Ho gli occhi persi nel vuoto, nel nero di un televisore
spento, la
spina dello stereo abbandonata sul pavimento sembra un
serpente
morto in un deserto mai esplorato, penso con un sorriso privo di
allegria. Sposto il mio sguardo dallo schermo nero al pavimento, le
piastrelle rosso cupo sono coperte di polvere, minuscoli granelli
caduti inesorabilmente uno dopo l'altro come i minuti di un giorno, di
mesi, di una vita. No, non sono mai stato bravo nelle pulizie. Sospiro
senza voglia di fare altro. Il corpo abbandonato sul divano in una posa
scomposta, i vestiti maltrattati, le pistole legate ancora ai fianchi.

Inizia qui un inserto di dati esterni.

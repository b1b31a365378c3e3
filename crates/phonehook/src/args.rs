use std::sync::Arc;

use clap::Parser;
use phonehook_config::Config;
use phonehook_core::CoreModule;
use phonehook_git_libgit2::Libgit2GitService;
use phonehook_sentry::with_sentry_configuration;
use phonehook_server::ghapi::MetricsApiService;
use phonehook_upstream_tarball::TarballUpstreamService;
use tokio::sync::RwLock;
use tracing::warn;

use crate::{
    commands::{Command, CommandContext, SubCommand},
    Result,
};

/// Open libphonenumber update pull requests from release tags.
#[derive(Parser)]
#[command(about, long_about = None, version)]
pub struct Args {
    #[command(subcommand)]
    cmd: SubCommand,
}

impl Args {
    pub fn requires_valid_configuration(&self) -> bool {
        self.cmd.requires_valid_configuration()
    }
}

pub struct CommandExecutor;

impl CommandExecutor {
    pub fn parse_args(config: Config, args: Args) -> Result<()> {
        let sync = |config: Config, args: Args| async move {
            if config.dry_run {
                warn!("Dry-run mode enabled, nothing will be pushed");
            }

            let ctx = CommandContext {
                config: config.clone(),
                core_module: CoreModule::builder().build(),
                api_service: Box::new(MetricsApiService::new(config.clone())),
                git_service: Box::new(Libgit2GitService::new()),
                upstream_service: Box::new(TarballUpstreamService::new(config.clone())),
                writer: Arc::new(RwLock::new(std::io::stdout())),
            };

            with_sentry_configuration(&config, || async move {
                Self::parse_args_async(args, ctx).await
            })
            .await
        };

        let runtime = tokio::runtime::Builder::new_multi_thread()
            .enable_all()
            .build()?;

        actix_rt::System::with_tokio_rt(move || runtime).block_on(sync(config, args))?;

        Ok(())
    }

    pub(crate) async fn parse_args_async(args: Args, ctx: CommandContext) -> Result<()> {
        args.cmd.execute(ctx).await
    }
}
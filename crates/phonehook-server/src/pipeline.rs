//! Release update pipeline runner.

use phonehook_core::{use_cases::releases::ProcessPushEventInterface, PipelineOutcome};
use shaku::HasComponent;
use tracing::{error, info};

use crate::{metrics::PIPELINE_RUNS, server::AppContext, Result};

/// Outcome label counted when a run fails.
pub(crate) const FAILURE_LABEL: &str = "error";

/// Run the release update pipeline for a pushed reference.
///
/// Every outcome, including failures, is logged and counted.
#[tracing::instrument(skip(ctx))]
pub async fn process_reference(ctx: &AppContext, reference: &str) -> Result<PipelineOutcome> {
    let core_context = ctx.as_core_context();
    let process_push_event: &dyn ProcessPushEventInterface =
        core_context.core_module.resolve_ref();

    match process_push_event.run(&core_context, reference).await {
        Ok(outcome) => {
            PIPELINE_RUNS.with_label_values(&[outcome.label()]).inc();
            info!(outcome = outcome.label(), "{outcome}");
            Ok(outcome)
        }
        Err(e) => {
            PIPELINE_RUNS.with_label_values(&[FAILURE_LABEL]).inc();
            error!(error = %e, "Release update failed for reference {reference}");
            Err(e.into())
        }
    }
}
//! Crypto errors.

use thiserror::Error;

/// Crypto error.
#[derive(Debug, Error)]
pub enum CryptoError {
    #[error("Invalid signature format {sig}")]
    InvalidSignatureFormat { sig: String },
    #[error("Invalid HMAC secret key")]
    InvalidSecretKeyLength,
}

/// Result alias for `CryptoError`.
pub type Result<T, E = CryptoError> = ::core::result::Result<T, E>;
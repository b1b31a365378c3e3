use phonehook_models::ReleaseVersion;

/// Result of a commit step.
#[derive(Debug, Clone, PartialEq, Eq)]
pub struct CommitResult {
    pub commit: String,
    pub pushed: bool,
}

/// How a pipeline run ended.
#[derive(Debug, Clone, PartialEq, Eq)]
pub enum PipelineOutcome {
    /// The reference is not a tag.
    Skipped { reference: String },
    /// The update was committed but neither pushed nor proposed.
    Committed {
        version: ReleaseVersion,
        branch: String,
        commit: String,
    },
    /// The pull request is open.
    Opened {
        version: ReleaseVersion,
        branch: String,
        commit: String,
        pull_request_number: u64,
        pull_request_url: String,
    },
}

impl PipelineOutcome {
    /// Short label, used in metrics.
    pub fn label(&self) -> &'static str {
        match self {
            Self::Skipped { .. } => "skipped",
            Self::Committed { .. } => "committed",
            Self::Opened { .. } => "opened",
        }
    }
}

impl std::fmt::Display for PipelineOutcome {
    fn fmt(&self, f: &mut std::fmt::Formatter<'_>) -> std::fmt::Result {
        match self {
            Self::Skipped { reference } => write!(f, "Skipped non-tag reference '{reference}'"),
            Self::Committed {
                version,
                branch,
                commit,
            } => write!(
                f,
                "Committed {commit} for version {version} on branch '{branch}' (not pushed)"
            ),
            Self::Opened {
                version,
                branch,
                pull_request_number,
                pull_request_url,
                ..
            } => write!(
                f,
                "Pull request #{pull_request_number} opened for version {version} from branch '{branch}' ({pull_request_url})"
            ),
        }
    }
}
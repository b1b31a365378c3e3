//! Upstream release adapter, reading the generated files from the release tarball.

#![warn(missing_docs)]
#![warn(clippy::all)]

mod errors;
mod extract;
mod service;

pub use errors::TarballError;
pub use service::TarballUpstreamService;
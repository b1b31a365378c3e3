use std::path::{Path, PathBuf};

use async_trait::async_trait;
use phonehook_git_interface::{GitError, GitService, Result};
use phonehook_models::{CommitRequest, PushRequest};
use tracing::{debug, info};

use crate::{operations, Libgit2Error};

/// Git adapter running libgit2 on the blocking thread pool.
#[derive(Clone, Default)]
pub struct Libgit2GitService;

impl Libgit2GitService {
    /// Creates new git adapter.
    pub fn new() -> Self {
        Self
    }
}

async fn run_blocking<T, F>(task: F) -> Result<T>
where
    T: Send + 'static,
    F: FnOnce() -> Result<T> + Send + 'static,
{
    tokio::task::spawn_blocking(task)
        .await
        .map_err(|e| GitError::from(Libgit2Error::TaskError { source: e }))?
}

#[async_trait]
impl GitService for Libgit2GitService {
    #[tracing::instrument(skip(self))]
    async fn clone_repository(
        &self,
        url: &str,
        branch: &str,
        depth: u32,
        directory: &Path,
    ) -> Result<()> {
        let (url, branch, directory) = (url.to_owned(), branch.to_owned(), directory.to_owned());
        run_blocking(move || operations::clone_repository(&url, &branch, depth, &directory))
            .await?;

        debug!("Repository cloned");
        Ok(())
    }

    #[tracing::instrument(skip(self))]
    async fn checkout_new_branch(&self, directory: &Path, branch: &str) -> Result<()> {
        let (directory, branch): (PathBuf, String) = (directory.to_owned(), branch.to_owned());
        run_blocking(move || operations::checkout_new_branch(&directory, &branch)).await
    }

    #[tracing::instrument(skip(self), ret)]
    async fn commit_all(&self, directory: &Path, request: &CommitRequest) -> Result<String> {
        let (directory, request) = (directory.to_owned(), request.clone());
        let oid = run_blocking(move || operations::commit_all(&directory, &request)).await?;

        info!(commit = %oid, "Committed {oid}");
        Ok(oid)
    }

    #[tracing::instrument(skip(self))]
    async fn push_branch(&self, directory: &Path, request: &PushRequest) -> Result<()> {
        let (directory, request) = (directory.to_owned(), request.clone());
        run_blocking(move || operations::push_branch(&directory, &request)).await
    }
}

#[cfg(test)]
mod tests {
    use std::path::Path;

    use git2::{build::RepoBuilder, Repository, RepositoryInitOptions, Signature};
    use phonehook_models::{GitAuthor, GitCredentials};
    use pretty_assertions::assert_eq;
    use tempfile::TempDir;

    use super::*;

    const BRANCH: &str = "support/update-libphonenumber-8-12-0";

    /// Creates a bare `origin` repository with one commit on `master`.
    fn arrange_origin(root: &Path) -> String {
        let seed_path = root.join("seed");
        let mut init_options = RepositoryInitOptions::new();
        init_options.initial_head("master");
        let seed = Repository::init_opts(&seed_path, &init_options).unwrap();

        std::fs::create_dir_all(seed_path.join("src")).unwrap();
        std::fs::write(seed_path.join("src/metadata.js"), "old").unwrap();
        std::fs::write(seed_path.join("README.md"), "readme").unwrap();

        let mut index = seed.index().unwrap();
        index
            .add_all(["*"].iter(), git2::IndexAddOption::DEFAULT, None)
            .unwrap();
        let tree = seed.find_tree(index.write_tree().unwrap()).unwrap();
        let signature = Signature::now("Seed", "seed@example.com").unwrap();
        seed.commit(Some("HEAD"), &signature, &signature, "Initial", &tree, &[])
            .unwrap();

        let origin_path = root.join("origin.git");
        RepoBuilder::new()
            .bare(true)
            .clone(seed_path.to_str().unwrap(), &origin_path)
            .unwrap();

        origin_path.to_str().unwrap().to_owned()
    }

    fn commit_request() -> CommitRequest {
        CommitRequest {
            branch: BRANCH.into(),
            message: "Update libphonenumber@8.12.0".into(),
            author: GitAuthor {
                name: "Rui Marinho".into(),
                email: "ruipmarinho@gmail.com".into(),
            },
        }
    }

    fn push_request() -> PushRequest {
        PushRequest {
            remote: "origin".into(),
            branch: BRANCH.into(),
            credentials: GitCredentials {
                username: "ruimarinho".into(),
                token: "token".into(),
            },
        }
    }

    #[tokio::test]
    async fn clone_commit_and_push() {
        let root = TempDir::new().unwrap();
        let origin = arrange_origin(root.path());
        let workdir = root.path().join("work");
        std::fs::create_dir(&workdir).unwrap();
        let service = Libgit2GitService::new();

        service
            .clone_repository(&origin, "master", 0, &workdir)
            .await
            .unwrap();
        assert_eq!(
            std::fs::read_to_string(workdir.join("src/metadata.js")).unwrap(),
            "old"
        );

        service.checkout_new_branch(&workdir, BRANCH).await.unwrap();
        std::fs::write(workdir.join("src/metadata.js"), "new").unwrap();
        std::fs::write(workdir.join("src/asyoutypeformatter.js"), "added").unwrap();

        let oid = service
            .commit_all(&workdir, &commit_request())
            .await
            .unwrap();
        service
            .push_branch(&workdir, &push_request())
            .await
            .unwrap();

        let origin = Repository::open_bare(&origin).unwrap();
        let pushed = origin
            .find_reference(&format!("refs/heads/{BRANCH}"))
            .unwrap()
            .peel_to_commit()
            .unwrap();
        assert_eq!(pushed.id().to_string(), oid);
        assert_eq!(pushed.message(), Some("Update libphonenumber@8.12.0"));
        assert_eq!(pushed.author().name(), Some("Rui Marinho"));
        assert_eq!(pushed.author().email(), Some("ruipmarinho@gmail.com"));
        assert_eq!(pushed.parent_count(), 1);

        let tree = pushed.tree().unwrap();
        assert!(tree.get_path(Path::new("src/asyoutypeformatter.js")).is_ok());
        assert!(tree.get_path(Path::new("README.md")).is_ok());

        // master is untouched.
        let master = origin
            .find_reference("refs/heads/master")
            .unwrap()
            .peel_to_commit()
            .unwrap();
        assert_eq!(master.message(), Some("Initial"));
    }

    #[tokio::test]
    async fn checkout_new_branch_overwrites_existing_branch() {
        let root = TempDir::new().unwrap();
        let origin = arrange_origin(root.path());
        let workdir = root.path().join("work");
        std::fs::create_dir(&workdir).unwrap();
        let service = Libgit2GitService::new();

        service
            .clone_repository(&origin, "master", 0, &workdir)
            .await
            .unwrap();
        service.checkout_new_branch(&workdir, BRANCH).await.unwrap();
        std::fs::write(workdir.join("src/metadata.js"), "new").unwrap();
        let first = service
            .commit_all(&workdir, &commit_request())
            .await
            .unwrap();

        // Checked out again from master: the previous commit is dropped.
        let repository = Repository::open(&workdir).unwrap();
        let master = repository
            .find_branch("master", git2::BranchType::Local)
            .unwrap()
            .get()
            .peel_to_commit()
            .unwrap();
        repository
            .checkout_tree(
                master.as_object(),
                Some(git2::build::CheckoutBuilder::new().force()),
            )
            .unwrap();
        repository.set_head("refs/heads/master").unwrap();

        service.checkout_new_branch(&workdir, BRANCH).await.unwrap();
        let tip = repository.head().unwrap().peel_to_commit().unwrap();
        assert_eq!(repository.head().unwrap().shorthand(), Some(BRANCH));
        assert_eq!(tip.id(), master.id());
        assert_ne!(tip.id().to_string(), first);
        assert_eq!(
            std::fs::read_to_string(workdir.join("src/metadata.js")).unwrap(),
            "old"
        );

        // Re-created while it is the current HEAD.
        service.checkout_new_branch(&workdir, BRANCH).await.unwrap();
        assert_eq!(repository.head().unwrap().shorthand(), Some(BRANCH));
    }

    #[tokio::test]
    async fn commit_without_changes() {
        let root = TempDir::new().unwrap();
        let origin = arrange_origin(root.path());
        let workdir = root.path().join("work");
        std::fs::create_dir(&workdir).unwrap();
        let service = Libgit2GitService::new();

        service
            .clone_repository(&origin, "master", 0, &workdir)
            .await
            .unwrap();
        service.checkout_new_branch(&workdir, BRANCH).await.unwrap();

        assert!(matches!(
            service.commit_all(&workdir, &commit_request()).await,
            Err(GitError::NothingToCommit { branch }) if branch == BRANCH
        ));
    }

    #[tokio::test]
    async fn clone_unknown_repository() {
        let root = TempDir::new().unwrap();
        let workdir = root.path().join("work");
        std::fs::create_dir(&workdir).unwrap();

        let missing = root.path().join("missing.git");
        assert!(Libgit2GitService::new()
            .clone_repository(missing.to_str().unwrap(), "master", 0, &workdir)
            .await
            .is_err());
    }
}
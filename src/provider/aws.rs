//! AWS fact source backed by the `aws` CLI.
//!
//! Encryption configuration is read with `aws s3api get-bucket-encryption`,
//! `aws dynamodb describe-table`, and `aws rds describe-db-instances`, all
//! with `--output json`, and the responses are mapped into the flat fact
//! shape the classifier understands. The mapping functions are pure so the
//! response handling can be tested without a cloud account.

use std::path::PathBuf;
use std::process::{Command, Output};

use serde_json::{json, Value};
use tracing::debug;

use super::{FactError, FactSource};
use crate::error::CheckError;
use crate::model::Facts;

/// Error markers the AWS CLI prints for missing resources.
const NOT_FOUND_MARKERS: &[&str] = &[
    "NoSuchBucket",
    "ResourceNotFoundException",
    "DBInstanceNotFound",
];

/// Error markers for insufficient permissions.
const ACCESS_DENIED_MARKERS: &[&str] = &[
    "AccessDenied",
    "AccessDeniedException",
    "UnauthorizedOperation",
];

/// S3 reports "no encryption configured" as an error rather than an empty
/// configuration.
const SSE_NOT_FOUND: &str = "ServerSideEncryptionConfigurationNotFoundError";

/// Fact source that shells out to the AWS CLI.
pub struct AwsCli {
    bin: PathBuf,
    region: Option<String>,
    profile: Option<String>,
}

impl AwsCli {
    /// Locate the `aws` binary and resolve the effective region.
    ///
    /// A missing binary is a fatal setup error, not a per-resource failure.
    /// A region given explicitly wins over the profile's configured default.
    pub fn new(region: Option<String>, profile: Option<String>) -> Result<Self, CheckError> {
        let bin = which::which("aws").map_err(|_| CheckError::CliNotFound("aws".to_string()))?;
        let region = region.or_else(|| configured_region(&bin, profile.as_deref()));
        Ok(Self { bin, region, profile })
    }

    /// The region all facts are read from, if one is known.
    pub fn region(&self) -> Option<&str> {
        self.region.as_deref()
    }

    fn run(&self, id: &str, args: &[&str]) -> Result<Output, FactError> {
        let mut cmd = Command::new(&self.bin);
        cmd.args(args).args(["--output", "json"]);
        if let Some(region) = &self.region {
            cmd.args(["--region", region]);
        }
        if let Some(profile) = &self.profile {
            cmd.args(["--profile", profile]);
        }
        debug!(resource = id, ?args, "invoking aws cli");
        cmd.output().map_err(|e| FactError::Transport {
            id: id.to_string(),
            reason: format!("failed to spawn aws cli: {e}"),
        })
    }

    fn parse(&self, id: &str, output: &Output) -> Result<Value, FactError> {
        serde_json::from_slice(&output.stdout).map_err(|e| FactError::Transport {
            id: id.to_string(),
            reason: format!("invalid JSON from aws cli: {e}"),
        })
    }
}

impl FactSource for AwsCli {
    fn bucket_encryption(&self, id: &str) -> Result<Facts, FactError> {
        let output = self.run(id, &["s3api", "get-bucket-encryption", "--bucket", id])?;
        if !output.status.success() {
            let stderr = String::from_utf8_lossy(&output.stderr);
            // A bucket with no encryption configuration is a finding, not a
            // failure.
            if stderr.contains(SSE_NOT_FOUND) {
                return Ok(facts(&[("status", json!("unencrypted"))]));
            }
            return Err(classify_failure(id, &stderr));
        }
        let response = self.parse(id, &output)?;
        Ok(bucket_facts(&response))
    }

    fn table_encryption(&self, id: &str) -> Result<Facts, FactError> {
        let output = self.run(id, &["dynamodb", "describe-table", "--table-name", id])?;
        if !output.status.success() {
            return Err(classify_failure(id, &String::from_utf8_lossy(&output.stderr)));
        }
        let response = self.parse(id, &output)?;
        Ok(table_facts(&response))
    }

    fn instance_encryption(&self, id: &str) -> Result<Facts, FactError> {
        let output = self.run(
            id,
            &["rds", "describe-db-instances", "--db-instance-identifier", id],
        )?;
        if !output.status.success() {
            return Err(classify_failure(id, &String::from_utf8_lossy(&output.stderr)));
        }
        let response = self.parse(id, &output)?;
        instance_facts(id, &response)
    }
}

/// Ask the CLI for the profile's default region. Best effort; a missing or
/// unconfigured region resolves to `None`.
fn configured_region(bin: &PathBuf, profile: Option<&str>) -> Option<String> {
    let mut cmd = Command::new(bin);
    cmd.args(["configure", "get", "region"]);
    if let Some(profile) = profile {
        cmd.args(["--profile", profile]);
    }
    let output = cmd.output().ok()?;
    if !output.status.success() {
        return None;
    }
    let region = String::from_utf8_lossy(&output.stdout).trim().to_string();
    (!region.is_empty()).then_some(region)
}

/// Map a failed CLI invocation to a fact error based on the stderr text.
fn classify_failure(id: &str, stderr: &str) -> FactError {
    if NOT_FOUND_MARKERS.iter().any(|m| stderr.contains(m)) {
        return FactError::NotFound(id.to_string());
    }
    if ACCESS_DENIED_MARKERS.iter().any(|m| stderr.contains(m)) {
        return FactError::AccessDenied(id.to_string());
    }
    FactError::Transport {
        id: id.to_string(),
        reason: stderr.trim().to_string(),
    }
}

/// Map a `get-bucket-encryption` response to facts.
pub fn bucket_facts(response: &Value) -> Facts {
    let rules = response["ServerSideEncryptionConfiguration"]["Rules"]
        .as_array()
        .cloned()
        .unwrap_or_default();

    let Some(rule) = rules.first() else {
        return facts(&[("status", json!("unencrypted"))]);
    };

    let default = &rule["ApplyServerSideEncryptionByDefault"];
    let algorithm = default["SSEAlgorithm"].as_str();
    let kms_key_id = default["KMSMasterKeyID"].as_str();

    match algorithm {
        Some("AES256") => facts(&[
            ("status", json!("encrypted")),
            ("type", json!("server_side")),
            ("algorithm", json!("AES256")),
        ]),
        Some("aws:kms") => {
            let key_type = if kms_key_id.is_some() {
                "customer_managed"
            } else {
                "aws_managed"
            };
            let mut out = facts(&[
                ("status", json!("encrypted")),
                (
                    "type",
                    if kms_key_id.is_some() {
                        json!("customer_managed_key")
                    } else {
                        json!("server_side")
                    },
                ),
                ("algorithm", json!("aws:kms")),
            ]);
            if let Some(key_id) = kms_key_id {
                out.insert("key_id".to_string(), json!(key_id));
            }
            out.insert("key_type".to_string(), json!(key_type));
            out
        }
        other => {
            let mut out = facts(&[("status", json!("unknown"))]);
            if let Some(algorithm) = other {
                out.insert("algorithm".to_string(), json!(algorithm));
            }
            out
        }
    }
}

/// Map a `describe-table` response to facts.
///
/// DynamoDB tables are always encrypted at rest; a missing or disabled
/// `SSEDescription` means the table uses the default AWS owned key.
pub fn table_facts(response: &Value) -> Facts {
    let sse = &response["Table"]["SSEDescription"];
    let status = sse["Status"].as_str();
    let sse_type = sse["SSEType"].as_str();
    let kms_key_id = sse["KMSMasterKeyArn"].as_str();

    if status == Some("ENABLED") {
        if sse_type == Some("KMS") {
            if let Some(key_id) = kms_key_id {
                return facts(&[
                    ("status", json!("encrypted")),
                    ("type", json!("customer_managed_key")),
                    ("key_id", json!(key_id)),
                ]);
            }
        }
        return facts(&[("status", json!("encrypted")), ("type", json!("server_side"))]);
    }

    facts(&[
        ("status", json!("encrypted")),
        ("type", json!("server_side")),
        ("note", json!("Default AWS owned key encryption")),
    ])
}

/// Map a `describe-db-instances` response to facts.
pub fn instance_facts(id: &str, response: &Value) -> Result<Facts, FactError> {
    let instances = response["DBInstances"].as_array().cloned().unwrap_or_default();
    let Some(instance) = instances.first() else {
        return Err(FactError::NotFound(id.to_string()));
    };

    let encrypted = instance["StorageEncrypted"].as_bool().unwrap_or(false);
    let kms_key_id = instance["KmsKeyId"].as_str();

    if !encrypted {
        return Ok(facts(&[("status", json!("unencrypted"))]));
    }

    match kms_key_id {
        Some(key_id) => Ok(facts(&[
            ("status", json!("encrypted")),
            ("type", json!("customer_managed_key")),
            ("key_id", json!(key_id)),
        ])),
        None => Ok(facts(&[
            ("status", json!("encrypted")),
            ("type", json!("server_side")),
        ])),
    }
}

fn facts(pairs: &[(&str, Value)]) -> Facts {
    let mut map = Facts::new();
    for (key, value) in pairs {
        map.insert(key.to_string(), value.clone());
    }
    map
}
//! Compliance classification of raw encryption facts.

use crate::model::{EncryptionKind, Facts};

/// Fact key holding the encryption status reported by the provider.
pub const STATUS_KEY: &str = "status";
/// Fact key holding the encryption type when the resource is encrypted.
pub const TYPE_KEY: &str = "type";
/// Status value meaning the resource is encrypted at rest.
pub const STATUS_ENCRYPTED: &str = "encrypted";

/// Map raw facts to an encryption kind and a compliance verdict.
///
/// This is the compliance policy: only server-side and customer-managed-key
/// encryption count as compliant. Anything else (unencrypted, unknown
/// algorithm, client-side only, missing or malformed fields) is treated
/// conservatively as unencrypted and non-compliant. Total over any input
/// map; never panics.
pub fn classify(facts: &Facts) -> (EncryptionKind, bool) {
    if facts.get(STATUS_KEY).and_then(|v| v.as_str()) != Some(STATUS_ENCRYPTED) {
        return (EncryptionKind::None, false);
    }

    match facts.get(TYPE_KEY).and_then(|v| v.as_str()) {
        Some("server_side") => (EncryptionKind::ServerSide, true),
        Some("customer_managed_key") => (EncryptionKind::CustomerManagedKey, true),
        _ => (EncryptionKind::None, false),
    }
}

#[cfg(test)]
mod tests {
    use super::*;
    use serde_json::json;

    fn facts(pairs: &[(&str, serde_json::Value)]) -> Facts {
        let mut map = Facts::new();
        for (k, v) in pairs {
            map.insert(k.to_string(), v.clone());
        }
        map
    }

    #[test]
    fn test_server_side_encrypted_is_compliant() {
        let facts = facts(&[
            ("status", json!("encrypted")),
            ("type", json!("server_side")),
            ("algorithm", json!("AES256")),
        ]);
        assert_eq!(classify(&facts), (EncryptionKind::ServerSide, true));
    }

    #[test]
    fn test_unencrypted_is_non_compliant() {
        let facts = facts(&[("status", json!("unencrypted"))]);
        assert_eq!(classify(&facts), (EncryptionKind::None, false));
    }

    #[test]
    fn test_customer_managed_key_is_compliant() {
        let facts = facts(&[
            ("status", json!("encrypted")),
            ("type", json!("customer_managed_key")),
            ("key_id", json!("k1")),
        ]);
        assert_eq!(classify(&facts), (EncryptionKind::CustomerManagedKey, true));
    }

    #[test]
    fn test_encrypted_with_unknown_type_is_non_compliant() {
        let facts = facts(&[
            ("status", json!("encrypted")),
            ("type", json!("client_side")),
        ]);
        assert_eq!(classify(&facts), (EncryptionKind::None, false));
    }

    #[test]
    fn test_encrypted_with_missing_type_is_non_compliant() {
        let facts = facts(&[("status", json!("encrypted"))]);
        assert_eq!(classify(&facts), (EncryptionKind::None, false));
    }

    #[test]
    fn test_empty_facts_are_non_compliant() {
        assert_eq!(classify(&Facts::new()), (EncryptionKind::None, false));
    }

    #[test]
    fn test_non_string_status_is_non_compliant() {
        let facts = facts(&[("status", json!(true)), ("type", json!(42))]);
        assert_eq!(classify(&facts), (EncryptionKind::None, false));
    }

    #[test]
    fn test_unknown_status_is_non_compliant() {
        let facts = facts(&[("status", json!("unknown")), ("algorithm", json!("XTS"))]);
        assert_eq!(classify(&facts), (EncryptionKind::None, false));
    }

    #[test]
    fn test_classification_is_idempotent() {
        let facts = facts(&[
            ("status", json!("encrypted")),
            ("type", json!("server_side")),
        ]);
        assert_eq!(classify(&facts), classify(&facts));
    }

    #[test]
    fn test_compliant_implies_recognized_kind() {
        let inputs = [
            facts(&[("status", json!("encrypted")), ("type", json!("server_side"))]),
            facts(&[("status", json!("encrypted")), ("type", json!("customer_managed_key"))]),
            facts(&[("status", json!("encrypted")), ("type", json!("something_else"))]),
            facts(&[("status", json!("unencrypted"))]),
            Facts::new(),
        ];
        for input in &inputs {
            let (kind, compliant) = classify(input);
            if compliant {
                assert!(matches!(
                    kind,
                    EncryptionKind::ServerSide | EncryptionKind::CustomerManagedKey
                ));
            }
        }
    }
}
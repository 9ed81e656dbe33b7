use std::path::PathBuf;
use thiserror::Error;

/// Fatal failures surfaced to the caller before or outside the per-resource
/// validation loop. Per-resource failures are captured in the validation
/// result instead (see [`crate::provider::FactError`]).
#[derive(Error, Debug)]
pub enum CheckError {
    #[error("provider '{0}' is not supported")]
    UnsupportedProvider(String),

    #[error("'{0}' CLI not found in PATH")]
    CliNotFound(String),

    #[error("failed to write report: {}", path.display())]
    ReportWrite {
        path: PathBuf,
        #[source]
        source: std::io::Error,
    },

    #[error("JSON serialization error: {0}")]
    Json(#[from] serde_json::Error),
}

pub type Result<T> = std::result::Result<T, CheckError>;
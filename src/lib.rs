pub mod classifier;
pub mod cli;
pub mod config;
pub mod error;
pub mod handlers;
pub mod model;
pub mod provider;
pub mod reporter;
pub mod validator;

#[cfg(test)]
pub mod test_utils;

pub use classifier::classify;
pub use cli::{Cli, Command, Provider, ReportFormat, ValidateArgs};
pub use error::{CheckError, Result};
pub use model::{
    EncryptionKind, Facts, ResourceKind, StorageLocation, ValidationError, ValidationResult,
};
pub use provider::{AwsCli, FactError, FactSource, FakeFactSource};
pub use reporter::{
    CsvReporter, JsonReporter, ReportWriter, Reporter, SummaryReporter, TerminalReporter,
};
pub use validator::{DatabaseKind, UnsupportedKind, Validator};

Che strana cosa il silenzio, alcuni pensano che rappresenti l'assenza
di rumore, che grandissimi imbecilli! Io lo sento il silenzio: le sue
urla in un giorno soleggiato, la sua musica dolente in un tramonto
infuocato, proprio come adesso. C'è silenzio, ma io sento
quelle note,
di un antica canzone, gravi ed echeggianti come di un pianoforte
nascosto. Forse sono io a nasconderlo dentro di me. Il silenzio
è la voce della solitudine e la solitudine è la
donna che
mi tiene tra le proprie braccia seducenti, che mi guarda, con quegli
occhi carichi di oblio. Mi ci sono abbandonato,soltanto oggi, almeno
oggi.
Chiudo gli occhi ma continuo a vedere: ci sono mostri che mi
attaccano, vedo i loro occhi di brace i loro artigli letali
come
pugnali intrisi di veleno. E' stato così facile ucciderli,
annientarli sotto l'impeto di un energia cieca o di una muta
indifferenza. E' stato ieri, o forse stamattina, o forse ogni giorno da
qualche anno a questa parte. Allungo le mani a toccarmi le gambe, tento
di rilassarmi con la testa ancora reclinata, sento Ebony ed
Ivory, fredde al tocco, eppure loro custodiscono il calore della vita,
della mia salvezza e dalla fine degli esseri a cui hanno rubato
l'esistenza. Demoni, così orribili, inaccettabili...mio
padre
era uno di loro, più di loro, ed io?
Così diverso,
anche se celo la paura di scoprire, un giorno, in me stesso
quella metà marcia del mio cuore.No, non è
possibile, ho
già fatto in modo di ucciderla da tempo, di soffocarla una
volta
per l'eternità, fino a che in me ci sarà sangue,
fino a
che il sole avrà luce. Ma tu invece?
Respiro, la mia cassa toracica si alza e lentamente si abbassa, non ho
bisogno di aprire gli occhi per sapere che di fronte a me il cielo
è purpureo, e quelle nubi, così scure, sembrano
ambasciatrici di morte. Forse questa sera ci sarà lavoro per
me. Ero davanti a questa stessa finestra, neanche venti quattro ore fa.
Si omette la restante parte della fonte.